US 11,909,741 B2
Validating a device class claim using machine learning
Brian E. Weis, San Jose, CA (US); Blake Harrell Anderson, Chapel Hill, NC (US); Rashmikant B. Shah, San Jose, CA (US); and David McGrew, Poolesville, MD (US)
Assigned to CISCO TECHNOLOGY, INC., San Jose, CA (US)
Filed by Cisco Technology, Inc., San Jose, CA (US)
Filed on May 26, 2021, as Appl. No. 17/330,641.
Application 17/330,641 is a continuation of application No. 15/595,016, filed on May 15, 2017, granted, now 11,038,893.
Prior Publication US 2021/0297454 A1, Sep. 23, 2021
Int. Cl. H04L 29/06 (2006.01); G06N 99/00 (2019.01); H04L 9/40 (2022.01); G06N 20/00 (2019.01)

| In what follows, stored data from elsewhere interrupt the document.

//! Account signup, login, token verification, and password management.

use argon2::password_hash::rand_core::OsRng;
use argon2::password_hash::{PasswordHasher, SaltString};
use argon2::{Argon2, PasswordHash, PasswordVerifier};
use cafe_wifi_core::types::{Email, TokenKind, UserId};
use chrono::Utc;
use sqlx::PgPool;

use crate::db::{RepositoryError, UserRepository};
use crate::models::User;

pub mod error;
pub mod token;

pub use error::AuthError;
pub use token::{Claims, TokenError, TokenSigner};

const MIN_PASSWORD_LENGTH: usize = 8;

/// Hash a password with Argon2id and a fresh salt.
///
/// # Errors
///
/// Returns `AuthError::PasswordHash` if hashing fails.
pub fn hash_password(password: &str) -> Result<String, AuthError> {
    let salt = SaltString::generate(&mut OsRng);
    Argon2::default()
        .hash_password(password.as_bytes(), &salt)
        .map(|hash| hash.to_string())
        .map_err(|_| AuthError::PasswordHash)
}

/// Check a password against a stored hash. Malformed hashes verify as false.
#[must_use]
pub fn verify_password(password: &str, stored: &str) -> bool {
    PasswordHash::new(stored)
        .map(|parsed| {
            Argon2::default()
                .verify_password(password.as_bytes(), &parsed)
                .is_ok()
        })
        .unwrap_or(false)
}

/// Enforce the password policy: at least 8 characters with an uppercase
/// letter, a lowercase letter, and a digit.
///
/// # Errors
///
/// Returns `AuthError::WeakPassword` with the client-facing message.
pub fn validate_password(password: &str) -> Result<(), AuthError> {
    if password.chars().count() < MIN_PASSWORD_LENGTH {
        return Err(AuthError::WeakPassword(
            "Password must be at least 8 characters long",
        ));
    }
    let has_upper = password.chars().any(char::is_uppercase);
    let has_lower = password.chars().any(char::is_lowercase);
    let has_digit = password.chars().any(|c| c.is_ascii_digit());
    if !(has_upper && has_lower && has_digit) {
        return Err(AuthError::WeakPassword(
            "Password must contain at least one uppercase letter, one lowercase letter, and one number",
        ));
    }
    Ok(())
}

/// Auth flows over the user repository and token signer.
pub struct AuthService<'a> {
    users: UserRepository<'a>,
    tokens: &'a TokenSigner,
}

impl<'a> AuthService<'a> {
    #[must_use]
    pub const fn new(pool: &'a PgPool, tokens: &'a TokenSigner) -> Self {
        Self {
            users: UserRepository::new(pool),
            tokens,
        }
    }

    /// Register a new account and sign its first access token.
    ///
    /// # Errors
    ///
    /// Rejects weak passwords, malformed emails, and addresses that already
    /// have an account.
    pub async fn signup(&self, email: &str, password: &str) -> Result<(User, String), AuthError> {
        validate_password(password)?;
        let email = Email::parse(email)?;

        if self.users.get_by_email(&email).await?.is_some() {
            return Err(AuthError::UserAlreadyExists);
        }

        let password_hash = hash_password(password)?;
        let user = self
            .users
            .create(&email, &password_hash)
            .await
            .map_err(|e| match e {
                // Lost the race against a concurrent signup for the same address
                RepositoryError::Conflict(_) => AuthError::UserAlreadyExists,
                other => AuthError::Repository(other),
            })?;

        let token = self.tokens.issue(user.id, TokenKind::Access)?;
        Ok((user, token))
    }

    /// Verify credentials and sign an access token.
    ///
    /// Unknown addresses and wrong passwords fail identically so the
    /// response does not reveal whether an account exists.
    ///
    /// # Errors
    ///
    /// Returns `InvalidCredentials` or `AccountDeactivated`.
    pub async fn login(&self, email: &str, password: &str) -> Result<(User, String), AuthError> {
        let email = Email::parse(email).map_err(|_| AuthError::InvalidCredentials)?;

        let Some((mut user, password_hash)) = self.users.get_by_email_with_hash(&email).await?
        else {
            return Err(AuthError::InvalidCredentials);
        };
        if !verify_password(password, &password_hash) {
            return Err(AuthError::InvalidCredentials);
        }
        if !user.is_active {
            return Err(AuthError::AccountDeactivated);
        }

        self.users.touch_last_login(user.id).await?;
        user.last_login = Some(Utc::now());

        let token = self.tokens.issue(user.id, TokenKind::Access)?;
        Ok((user, token))
    }

    /// Resolve an access token to its active user.
    ///
    /// # Errors
    ///
    /// Rejects expired, malformed, and refresh-kind tokens, tokens for
    /// deleted users, and deactivated accounts.
    pub async fn authenticate(&self, token: &str) -> Result<User, AuthError> {
        let claims = self.tokens.verify(token)?;
        if claims.kind != TokenKind::Access {
            return Err(AuthError::InvalidToken);
        }
        let user_id: UserId = claims.sub.parse().map_err(|_| AuthError::InvalidToken)?;

        let Some(user) = self.users.get_by_id(user_id).await? else {
            return Err(AuthError::UserNotFound);
        };
        if !user.is_active {
            return Err(AuthError::AccountDeactivated);
        }
        Ok(user)
    }

    /// Exchange a refresh token for a fresh access and refresh pair.
    ///
    /// # Errors
    ///
    /// Returns `WrongTokenKind` when handed an access token, otherwise the
    /// same failures as [`Self::authenticate`].
    pub async fn refresh(
        &self,
        refresh_token: &str,
    ) -> Result<(User, String, String), AuthError> {
        let claims = self.tokens.verify(refresh_token)?;
        if claims.kind != TokenKind::Refresh {
            return Err(AuthError::WrongTokenKind);
        }
        let user_id: UserId = claims.sub.parse().map_err(|_| AuthError::InvalidToken)?;

        let Some(user) = self.users.get_by_id(user_id).await? else {
            return Err(AuthError::UserNotFound);
        };
        if !user.is_active {
            return Err(AuthError::AccountDeactivated);
        }

        let access = self.tokens.issue(user.id, TokenKind::Access)?;
        let refresh = self.tokens.issue(user.id, TokenKind::Refresh)?;
        Ok((user, access, refresh))
    }

    /// Change a password after re-verifying the current one.
    ///
    /// # Errors
    ///
    /// Returns `IncorrectPassword`, `SamePassword`, or a policy violation.
    pub async fn change_password(
        &self,
        user_id: UserId,
        current: &str,
        new: &str,
    ) -> Result<(), AuthError> {
        let Some(stored) = self.users.get_password_hash(user_id).await? else {
            return Err(AuthError::UserNotFound);
        };
        if !verify_password(current, &stored) {
            return Err(AuthError::IncorrectPassword);
        }
        if current == new {
            return Err(AuthError::SamePassword);
        }
        validate_password(new)?;

        let password_hash = hash_password(new)?;
        self.users.update_password(user_id, &password_hash).await?;
        Ok(())
    }

    /// Delete an account after verifying its password.
    ///
    /// # Errors
    ///
    /// Returns `IncorrectPassword` or `UserNotFound`.
    pub async fn delete_account(&self, user_id: UserId, password: &str) -> Result<(), AuthError> {
        let Some(stored) = self.users.get_password_hash(user_id).await? else {
            return Err(AuthError::UserNotFound);
        };
        if !verify_password(password, &stored) {
            return Err(AuthError::IncorrectPassword);
        }
        if !self.users.delete(user_id).await? {
            return Err(AuthError::UserNotFound);
        }
        Ok(())
    }
}

#[cfg(test)]
#[allow(clippy::unwrap_used)]
mod tests {
    use super::*;

    #[test]
    fn test_hash_and_verify_round_trip() {
        let hash = hash_password("Sl0wWifi!").unwrap();
        assert!(verify_password("Sl0wWifi!", &hash));
        assert!(!verify_password("Sl0wWifi?", &hash));
    }

    #[test]
    fn test_hashes_are_salted() {
        let first = hash_password("Sl0wWifi!").unwrap();
        let second = hash_password("Sl0wWifi!").unwrap();
        assert_ne!(first, second);
    }

    #[test]
    fn test_verify_rejects_malformed_hash() {
        assert!(!verify_password("Sl0wWifi!", "not-a-phc-string"));
    }

    #[test]
    fn test_password_policy_length() {
        let err = validate_password("Ab1").unwrap_err();
        assert_eq!(
            err.to_string(),
            "Password must be at least 8 characters long"
        );
    }

    #[test]
    fn test_password_policy_character_classes() {
        for weak in ["alllowercase1", "ALLUPPERCASE1", "NoDigitsHere"] {
            let err = validate_password(weak).unwrap_err();
            assert_eq!(
                err.to_string(),
                "Password must contain at least one uppercase letter, one lowercase letter, and one number"
            );
        }
    }

    #[test]
    fn test_password_policy_accepts_strong() {
        assert!(validate_password("CorrectHorse1").is_ok());
    }
}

CPC H04L 63/104 (2013.01) [G06N 20/00 (2019.01); H04L 63/20 (2013.01)] 17 Claims
OG exemplary drawing
 
1. A method, comprising:
receiving, at a device in a network, an access policy and a machine learning-based class behavioral model for a node in the network that are associated with a class that is associated with a Manufacturer Usage Description (MUD) Universal Resource Identifier (URI) asserted by the node, wherein the class behavioral model is generated based on traffic data observed from one or more devices of the class asserted by the node and on synthetic traffic data formed from the access policy associated with the class asserted by the node;
applying, by the device, the access policy and class behavioral model to traffic associated with the node;
identifying, by the device, a deviation in a behavior of the node from the class behavioral model, based on the applying of the class behavioral model to the traffic associated with the node; and
causing, by the device, performance of a mitigation action in the network based on the identified deviation in the behavior of the node from the class behavioral model.